*** Listed records Section Begins ***
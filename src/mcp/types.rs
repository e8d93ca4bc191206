//! MCP protocol type definitions
//!
//! Types for the Model Context Protocol: JSON-RPC framing, tools, resources
//! and prompts.

use serde::{Deserialize, Serialize};
use serde_json::Value;

use crate::error::PypiMcpError;

/// JSON-RPC version
pub const JSONRPC_VERSION: &str = "2.0";

/// MCP protocol version
pub const MCP_VERSION: &str = "2024-11-05";

/// JSON-RPC request. Messages without an `id` are notifications.
#[derive(Debug, Clone, Serialize, Deserialize)]
pub struct JsonRpcRequest {
    /// JSON-RPC version (always "2.0")
    pub jsonrpc: String,

    /// Request ID
    #[serde(default, skip_serializing_if = "Option::is_none")]
    pub id: Option<RequestId>,

    /// Method name
    pub method: String,

    /// Method parameters
    #[serde(default, skip_serializing_if = "Option::is_none")]
    pub params: Option<Value>,
}

impl JsonRpcRequest {
    pub fn is_notification(&self) -> bool {
        self.id.is_none()
    }
}

/// JSON-RPC response
#[derive(Debug, Clone, Serialize, Deserialize)]
pub struct JsonRpcResponse {
    /// JSON-RPC version
    pub jsonrpc: String,

    /// Request ID; `null` when the request could not be read
    pub id: Option<RequestId>,

    /// Result (on success)
    #[serde(skip_serializing_if = "Option::is_none")]
    pub result: Option<Value>,

    /// Error (on failure)
    #[serde(skip_serializing_if = "Option::is_none")]
    pub error: Option<JsonRpcError>,
}

impl JsonRpcResponse {
    /// Create a success response
    pub fn success(id: Option<RequestId>, result: Value) -> Self {
        Self {
            jsonrpc: JSONRPC_VERSION.to_string(),
            id,
            result: Some(result),
            error: None,
        }
    }

    /// Create an error response
    pub fn error(id: Option<RequestId>, error: JsonRpcError) -> Self {
        Self {
            jsonrpc: JSONRPC_VERSION.to_string(),
            id,
            result: None,
            error: Some(error),
        }
    }
}

/// Request ID (can be string or number)
#[derive(Debug, Clone, Serialize, Deserialize, PartialEq, Eq, Hash)]
#[serde(untagged)]
pub enum RequestId {
    String(String),
    Number(i64),
}

/// JSON-RPC error
#[derive(Debug, Clone, Serialize, Deserialize)]
pub struct JsonRpcError {
    /// Error code
    pub code: i32,

    /// Error message
    pub message: String,

    /// Additional data
    #[serde(skip_serializing_if = "Option::is_none")]
    pub data: Option<Value>,
}

impl JsonRpcError {
    /// Parse error (-32700)
    pub fn parse_error(message: impl Into<String>) -> Self {
        Self {
            code: -32700,
            message: message.into(),
            data: None,
        }
    }

    /// Invalid request (-32600)
    pub fn invalid_request(message: impl Into<String>) -> Self {
        Self {
            code: -32600,
            message: message.into(),
            data: None,
        }
    }

    /// Method not found (-32601)
    pub fn method_not_found(method: impl Into<String>) -> Self {
        Self {
            code: -32601,
            message: format!("Method not found: {}", method.into()),
            data: None,
        }
    }

    /// Invalid params (-32602)
    pub fn invalid_params(message: impl Into<String>) -> Self {
        Self {
            code: -32602,
            message: message.into(),
            data: None,
        }
    }

    /// Internal error (-32603)
    pub fn internal_error(message: impl Into<String>) -> Self {
        Self {
            code: -32603,
            message: message.into(),
            data: None,
        }
    }

    /// Internal error carrying the stable error code as data
    pub fn from_error(error: &PypiMcpError) -> Self {
        Self {
            data: Some(serde_json::json!({"code": error.code().as_str()})),
            ..Self::internal_error(error.to_string())
        }
    }
}

/// MCP server info
#[derive(Debug, Clone, Serialize, Deserialize)]
pub struct ServerInfo {
    /// Server name
    pub name: String,

    /// Server version
    pub version: String,
}

/// MCP server capabilities
#[derive(Debug, Clone, Serialize, Deserialize, Default)]
pub struct ServerCapabilities {
    /// Tool capabilities
    #[serde(default, skip_serializing_if = "Option::is_none")]
    pub tools: Option<ToolsCapability>,

    /// Resource capabilities
    #[serde(default, skip_serializing_if = "Option::is_none")]
    pub resources: Option<ResourcesCapability>,

    /// Prompt capabilities
    #[serde(default, skip_serializing_if = "Option::is_none")]
    pub prompts: Option<PromptsCapability>,
}

/// Tools capability marker
#[derive(Debug, Clone, Serialize, Deserialize, Default)]
#[serde(rename_all = "camelCase")]
pub struct ToolsCapability {
    #[serde(default)]
    pub list_changed: bool,
}

/// Resources capability marker
#[derive(Debug, Clone, Serialize, Deserialize, Default)]
#[serde(rename_all = "camelCase")]
pub struct ResourcesCapability {
    #[serde(default)]
    pub subscribe: bool,

    #[serde(default)]
    pub list_changed: bool,
}

/// Prompts capability marker
#[derive(Debug, Clone, Serialize, Deserialize, Default)]
#[serde(rename_all = "camelCase")]
pub struct PromptsCapability {
    #[serde(default)]
    pub list_changed: bool,
}

/// Initialize result
#[derive(Debug, Clone, Serialize, Deserialize)]
#[serde(rename_all = "camelCase")]
pub struct InitializeResult {
    /// Protocol version
    pub protocol_version: String,

    /// Server info
    pub server_info: ServerInfo,

    /// Server capabilities
    pub capabilities: ServerCapabilities,
}

// ==================== Tools ====================

/// Tool definition
#[derive(Debug, Clone, Serialize, Deserialize)]
#[serde(rename_all = "camelCase")]
pub struct Tool {
    /// Tool name
    pub name: String,

    /// Tool description
    #[serde(skip_serializing_if = "Option::is_none")]
    pub description: Option<String>,

    /// Input schema (JSON Schema)
    pub input_schema: Value,
}

/// List tools result
#[derive(Debug, Clone, Serialize, Deserialize)]
pub struct ListToolsResult {
    /// Available tools
    pub tools: Vec<Tool>,
}

/// Call tool params
#[derive(Debug, Clone, Serialize, Deserialize)]
pub struct CallToolParams {
    /// Tool name
    pub name: String,

    /// Tool arguments
    #[serde(default)]
    pub arguments: Value,
}

/// Tool result content item
#[derive(Debug, Clone, Serialize, Deserialize)]
#[serde(tag = "type")]
pub enum ToolResultContent {
    /// Text content
    #[serde(rename = "text")]
    Text { text: String },
}

/// Call tool result
#[derive(Debug, Clone, Serialize, Deserialize)]
#[serde(rename_all = "camelCase")]
pub struct CallToolResult {
    /// Result content
    pub content: Vec<ToolResultContent>,

    /// Whether the tool call resulted in an error
    #[serde(default, skip_serializing_if = "std::ops::Not::not")]
    pub is_error: bool,
}

impl CallToolResult {
    /// Create a text result
    pub fn text(text: impl Into<String>) -> Self {
        Self {
            content: vec![ToolResultContent::Text { text: text.into() }],
            is_error: false,
        }
    }

    /// Pretty JSON text result
    pub fn json<T: Serialize>(value: &T) -> Self {
        match serde_json::to_string_pretty(value) {
            Ok(text) => Self::text(text),
            Err(e) => Self::error(&PypiMcpError::Json(e)),
        }
    }

    /// Error result carrying `{"error": {"code", "message"}}`
    pub fn error(error: &PypiMcpError) -> Self {
        let text = serde_json::to_string_pretty(&error.to_json())
            .unwrap_or_else(|_| error.to_string());
        Self {
            content: vec![ToolResultContent::Text { text }],
            is_error: true,
        }
    }

    /// The text of the first content item
    pub fn first_text(&self) -> Option<&str> {
        self.content.first().map(|c| match c {
            ToolResultContent::Text { text } => text.as_str(),
        })
    }
}

// ==================== Resources ====================

/// Concrete resource
#[derive(Debug, Clone, Serialize, Deserialize)]
#[serde(rename_all = "camelCase")]
pub struct Resource {
    pub uri: String,
    pub name: String,
    #[serde(skip_serializing_if = "Option::is_none")]
    pub description: Option<String>,
    #[serde(skip_serializing_if = "Option::is_none")]
    pub mime_type: Option<String>,
}

/// Parameterized resource (RFC 6570 URI template)
#[derive(Debug, Clone, Serialize, Deserialize)]
#[serde(rename_all = "camelCase")]
pub struct ResourceTemplate {
    pub uri_template: String,
    pub name: String,
    #[serde(skip_serializing_if = "Option::is_none")]
    pub description: Option<String>,
    #[serde(skip_serializing_if = "Option::is_none")]
    pub mime_type: Option<String>,
}

#[derive(Debug, Clone, Serialize, Deserialize)]
pub struct ListResourcesResult {
    pub resources: Vec<Resource>,
}

#[derive(Debug, Clone, Serialize, Deserialize)]
#[serde(rename_all = "camelCase")]
pub struct ListResourceTemplatesResult {
    pub resource_templates: Vec<ResourceTemplate>,
}

#[derive(Debug, Clone, Serialize, Deserialize)]
pub struct ReadResourceParams {
    pub uri: String,
}

/// Resource contents
#[derive(Debug, Clone, Serialize, Deserialize)]
#[serde(rename_all = "camelCase")]
pub struct ResourceContent {
    /// Resource URI
    pub uri: String,

    /// MIME type
    #[serde(skip_serializing_if = "Option::is_none")]
    pub mime_type: Option<String>,

    /// Resource text
    pub text: String,
}

#[derive(Debug, Clone, Serialize, Deserialize)]
pub struct ReadResourceResult {
    pub contents: Vec<ResourceContent>,
}

// ==================== Prompts ====================

#[derive(Debug, Clone, Serialize, Deserialize)]
pub struct PromptArgument {
    pub name: String,
    #[serde(skip_serializing_if = "Option::is_none")]
    pub description: Option<String>,
    #[serde(default)]
    pub required: bool,
}

/// Prompt definition
#[derive(Debug, Clone, Serialize, Deserialize)]
pub struct Prompt {
    pub name: String,
    #[serde(skip_serializing_if = "Option::is_none")]
    pub description: Option<String>,
    #[serde(default)]
    pub arguments: Vec<PromptArgument>,
}

#[derive(Debug, Clone, Serialize, Deserialize)]
pub struct ListPromptsResult {
    pub prompts: Vec<Prompt>,
}

#[derive(Debug, Clone, Serialize, Deserialize)]
pub struct GetPromptParams {
    pub name: String,
    #[serde(default)]
    pub arguments: Option<serde_json::Map<String, Value>>,
}

#[derive(Debug, Clone, Serialize, Deserialize)]
pub struct PromptMessage {
    pub role: String,
    pub content: ToolResultContent,
}

#[derive(Debug, Clone, Serialize, Deserialize)]
pub struct GetPromptResult {
    #[serde(skip_serializing_if = "Option::is_none")]
    pub description: Option<String>,
    pub messages: Vec<PromptMessage>,
}

/// MCP methods
pub mod methods {
    pub const INITIALIZE: &str = "initialize";
    pub const INITIALIZED: &str = "notifications/initialized";
    pub const PING: &str = "ping";
    pub const LIST_TOOLS: &str = "tools/list";
    pub const CALL_TOOL: &str = "tools/call";
    pub const LIST_RESOURCES: &str = "resources/list";
    pub const LIST_RESOURCE_TEMPLATES: &str = "resources/templates/list";
    pub const READ_RESOURCE: &str = "resources/read";
    pub const LIST_PROMPTS: &str = "prompts/list";
    pub const GET_PROMPT: &str = "prompts/get";
}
*** Listed records Section Ends ***
* Work order
Return, please, the lines of the data from the first through the line containing "MCP protocol version", both kept, exactly as they stand and nothing more.

* Written solution
filename src/mcp/types.rs
repository e8d93ca4bc191206
//! MCP protocol type definitions
//!
//! Types for the Model Context Protocol: JSON-RPC framing, tools, resources
//! and prompts.

use serde::{Deserialize, Serialize};
use serde_json::Value;

use crate::error::PypiMcpError;

/// JSON-RPC version
pub const JSONRPC_VERSION: &str = "2.0";

/// MCP protocol version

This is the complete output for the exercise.